Equity Performance in Emerging and Developed Economies Feb 2011

One of the global investment themes that has become evident in early 2011 is re-balancing of global financial flows in favour of developed economies, after a stunning outperformance by emerging markets in 2010. In 2010 emerging market equities rose by 16.4% (index return, in Dollars) vs 10.4% by developed markets (index return, in Dollars). In early 2011 this performance gap has more than reversed.

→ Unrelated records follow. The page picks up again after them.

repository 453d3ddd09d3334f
// src/storage/mod.rs
use std::fs;
use std::path::{Path, PathBuf};

use serde::Serialize;

use crate::extractors::records::Record;
use crate::utils::error::StorageError;

/// One consolidated output table: column order is first-seen across records,
/// with the document-identifier column always first.
#[derive(Debug, Clone)]
pub struct Table {
    pub title: String,
    pub columns: Vec<String>,
    pub rows: Vec<Record>,
}

/// Flattens one section's per-document record lists into a single table.
/// Zero contributing documents still yield a single "no record" row so the
/// output sheet is never empty.
pub fn consolidate(title: &str, records: Vec<Record>, id_column: &str, no_record: &str) -> Table {
    if records.is_empty() {
        let mut sentinel = Record::new();
        sentinel.insert(id_column.to_string(), no_record.to_string());
        return Table {
            title: title.to_string(),
            columns: vec![id_column.to_string()],
            rows: vec![sentinel],
        };
    }

    let mut columns: Vec<String> = Vec::new();
    for record in &records {
        for key in record.keys() {
            if !columns.iter().any(|existing| existing == key) {
                columns.push(key.clone());
            }
        }
    }

    Table {
        title: title.to_string(),
        columns,
        rows: records,
    }
}

/// Writes each table to its own sheet of a fresh workbook, header row first.
/// Fields a record does not carry are rendered as empty cells.
pub fn write_workbook(tables: &[Table], path: &Path) -> Result<(), StorageError> {
    let mut book = umya_spreadsheet::new_file();

    for table in tables {
        let sheet = book
            .new_sheet(&table.title)
            .map_err(|e| StorageError::Sheet(e.to_string()))?;

        for (col, name) in table.columns.iter().enumerate() {
            sheet
                .get_cell_mut(format!("{}1", column_letter(col + 1)).as_str())
                .set_value(name);
        }
        for (row_idx, record) in table.rows.iter().enumerate() {
            for (col, name) in table.columns.iter().enumerate() {
                let value = record.get(name).map(String::as_str).unwrap_or("");
                if value.is_empty() {
                    continue;
                }
                sheet
                    .get_cell_mut(format!("{}{}", column_letter(col + 1), row_idx + 2).as_str())
                    .set_value(value);
            }
        }
        tracing::info!("Prepared sheet '{}' with {} row(s)", table.title, table.rows.len());
    }

    // drop the default sheet created by new_file
    if book.remove_sheet_by_name("Sheet1").is_err() {
        tracing::warn!("Default sheet not found while assembling output workbook");
    }

    umya_spreadsheet::writer::xlsx::write(&book, path)
        .map_err(|e| StorageError::Workbook(e.to_string()))?;
    tracing::info!("Saved workbook to {}", path.display());
    Ok(())
}

/// Per-document outcome recorded in the run metadata sidecar, keeping the
/// silent-skip policy inspectable after the fact.
#[derive(Debug, Clone, Serialize)]
pub struct RunEntry {
    pub file: String,
    pub status: &'static str,
    #[serde(skip_serializing_if = "Option::is_none")]
    pub reason: Option<String>,
    #[serde(skip_serializing_if = "Option::is_none")]
    pub rows: Option<RowCounts>,
}

#[derive(Debug, Clone, Copy, Serialize)]
pub struct RowCounts {
    pub share: usize,
    pub rights: usize,
    pub liens: usize,
}

impl RunEntry {
    pub fn extracted(file: &str, counts: (usize, usize, usize)) -> Self {
        Self {
            file: file.to_string(),
            status: "extracted",
            reason: None,
            rows: Some(RowCounts {
                share: counts.0,
                rights: counts.1,
                liens: counts.2,
            }),
        }
    }

    pub fn skipped(file: &str, reason: String) -> Self {
        Self {
            file: file.to_string(),
            status: "skipped",
            reason: Some(reason),
            rows: None,
        }
    }
}

/// Saves a JSON summary next to the output workbook.
pub fn write_run_metadata(output: &Path, entries: &[RunEntry]) -> Result<PathBuf, StorageError> {
    let skipped = entries.iter().filter(|e| e.status == "skipped").count();
    let metadata = serde_json::json!({
        "generated_at": chrono::Utc::now().to_rfc3339(),
        "documents": entries.len(),
        "extracted": entries.len() - skipped,
        "skipped": skipped,
        "entries": entries,
    });

    let text = serde_json::to_string_pretty(&metadata)
        .map_err(|e| StorageError::Serialization(e.to_string()))?;
    let path = output.with_extension("meta.json");
    fs::write(&path, text)?;
    Ok(path)
}

fn column_letter(n: usize) -> String {
    let mut result = String::new();
    let mut n = n;
    while n > 0 {
        let rem = (n - 1) % 26;
        result.insert(0, (b'A' + rem as u8) as char);
        n = (n - 1) / 26;
    }
    result
}
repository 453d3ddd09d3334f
// src/utils/mod.rs
pub mod error;
pub mod logging;

pub use error::AppError; // Re-export main error type for convenience
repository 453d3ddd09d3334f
// src/main.rs
mod config;
mod extractors;
mod input;
mod storage;
mod utils;

use std::path::{Path, PathBuf};

use clap::Parser;
use tracing::{error, info, warn};

use crate::config::{load_config, ExtractionConfig};
use crate::extractors::{process_document, DocumentRecords};
use crate::input::archive::{find_spreadsheets, prepare_input};
use crate::input::reader::load_grid;
use crate::storage::{consolidate, write_run_metadata, write_workbook, RunEntry};
use crate::utils::logging::setup_logging;
use crate::utils::AppError;

/// Batch extractor for Korean property-registry summary exports: pulls the
/// ownership-share, ownership-event, and lien sections out of every
/// spreadsheet in a folder or zip archive and consolidates them into one
/// three-sheet workbook.
#[derive(Parser, Debug)]
#[command(author, version, about)]
struct Args {
    /// Directory or .zip archive containing the .xlsx exports
    input: PathBuf,

    /// Path of the consolidated output workbook
    #[arg(short, long, default_value = "등기사항_통합.xlsx")]
    output: PathBuf,

    /// JSON keyword-configuration file overriding the built-in template
    #[arg(short, long)]
    config: Option<PathBuf>,

    /// Skip writing the run-metadata sidecar next to the workbook
    #[arg(long)]
    no_metadata: bool,
}

fn main() -> Result<(), AppError> {
    setup_logging();
    let args = Args::parse();
    let config = load_config(args.config.as_deref())?;

    let (input_dir, _scratch) = prepare_input(&args.input)?;
    let files = find_spreadsheets(&input_dir);
    if files.is_empty() {
        warn!("No .xlsx files found under {}", input_dir.display());
    } else {
        info!("Found {} spreadsheet(s) to process", files.len());
    }

    let mut share = Vec::new();
    let mut rights = Vec::new();
    let mut liens = Vec::new();
    let mut entries = Vec::with_capacity(files.len());

    for file in &files {
        let name = file
            .file_name()
            .map(|n| n.to_string_lossy().into_owned())
            .unwrap_or_else(|| file.display().to_string());

        match process_file(file, &config) {
            Ok(records) => {
                entries.push(RunEntry::extracted(&name, records.row_counts()));
                share.extend(records.share);
                rights.extend(records.rights);
                liens.extend(records.liens);
            }
            Err(e) => {
                warn!("Skipping {}: {}", name, e);
                entries.push(RunEntry::skipped(&name, e.to_string()));
            }
        }
    }

    let tables = vec![
        consolidate(
            &config.sections.share.sheet_title,
            share,
            &config.id_column,
            &config.no_record,
        ),
        consolidate(
            &config.sections.rights.sheet_title,
            rights,
            &config.id_column,
            &config.no_record,
        ),
        consolidate(
            &config.sections.liens.sheet_title,
            liens,
            &config.id_column,
            &config.no_record,
        ),
    ];
    write_workbook(&tables, &args.output)?;

    if !args.no_metadata {
        match write_run_metadata(&args.output, &entries) {
            Ok(path) => info!("Run metadata written to {}", path.display()),
            Err(e) => error!("Failed to write run metadata: {}", e),
        }
    }

    let skipped = entries.iter().filter(|e| e.status == "skipped").count();
    info!(
        "Done: {} document(s) extracted, {} skipped, output at {}",
        entries.len() - skipped,
        skipped,
        args.output.display()
    );
    Ok(())
}

/// Decode and extract one document. Any per-file failure bubbles up as an
/// `AppError` and the batch keeps going.
fn process_file(path: &Path, config: &ExtractionConfig) -> Result<DocumentRecords, AppError> {
    info!("Processing {}", path.display());
    let grid = load_grid(path)?;
    let records = process_document(&grid, config)?;
    let (s, r, l) = records.row_counts();
    info!("Extracted {} share / {} rights / {} lien record(s)", s, r, l);
    Ok(records)
}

Up until 10 February, the MSCI Developed Market equity index was up 3.1% (in Dollars), while the MSCI Emerging Market equity index was down a substantial 5.4% (in Dollars). This divergence does not imply that the macro-economic story for emerging markets has suddenly changed, rather it reflects world equity markets adjusting to an improved macro-economic story out of developed markets (mainly the US) combined with a concern about market and currency valuations in emerging markets. In addition, at the margin, the current uncertainty in Egypt coupled with the raising of interest rates in a number of emerging markets, including China, may also be having a negative impact on emerging market equities.

Over the longer-term, emerging market equities remain the clear winner. For example, since the beginning of 2007 emerging market equities are up a total of 19.3% (index return, in Dollars), while developed market equities are down a total of 7.3% (index return, in Dollars) partly because of the weak performance out of the Euro-area.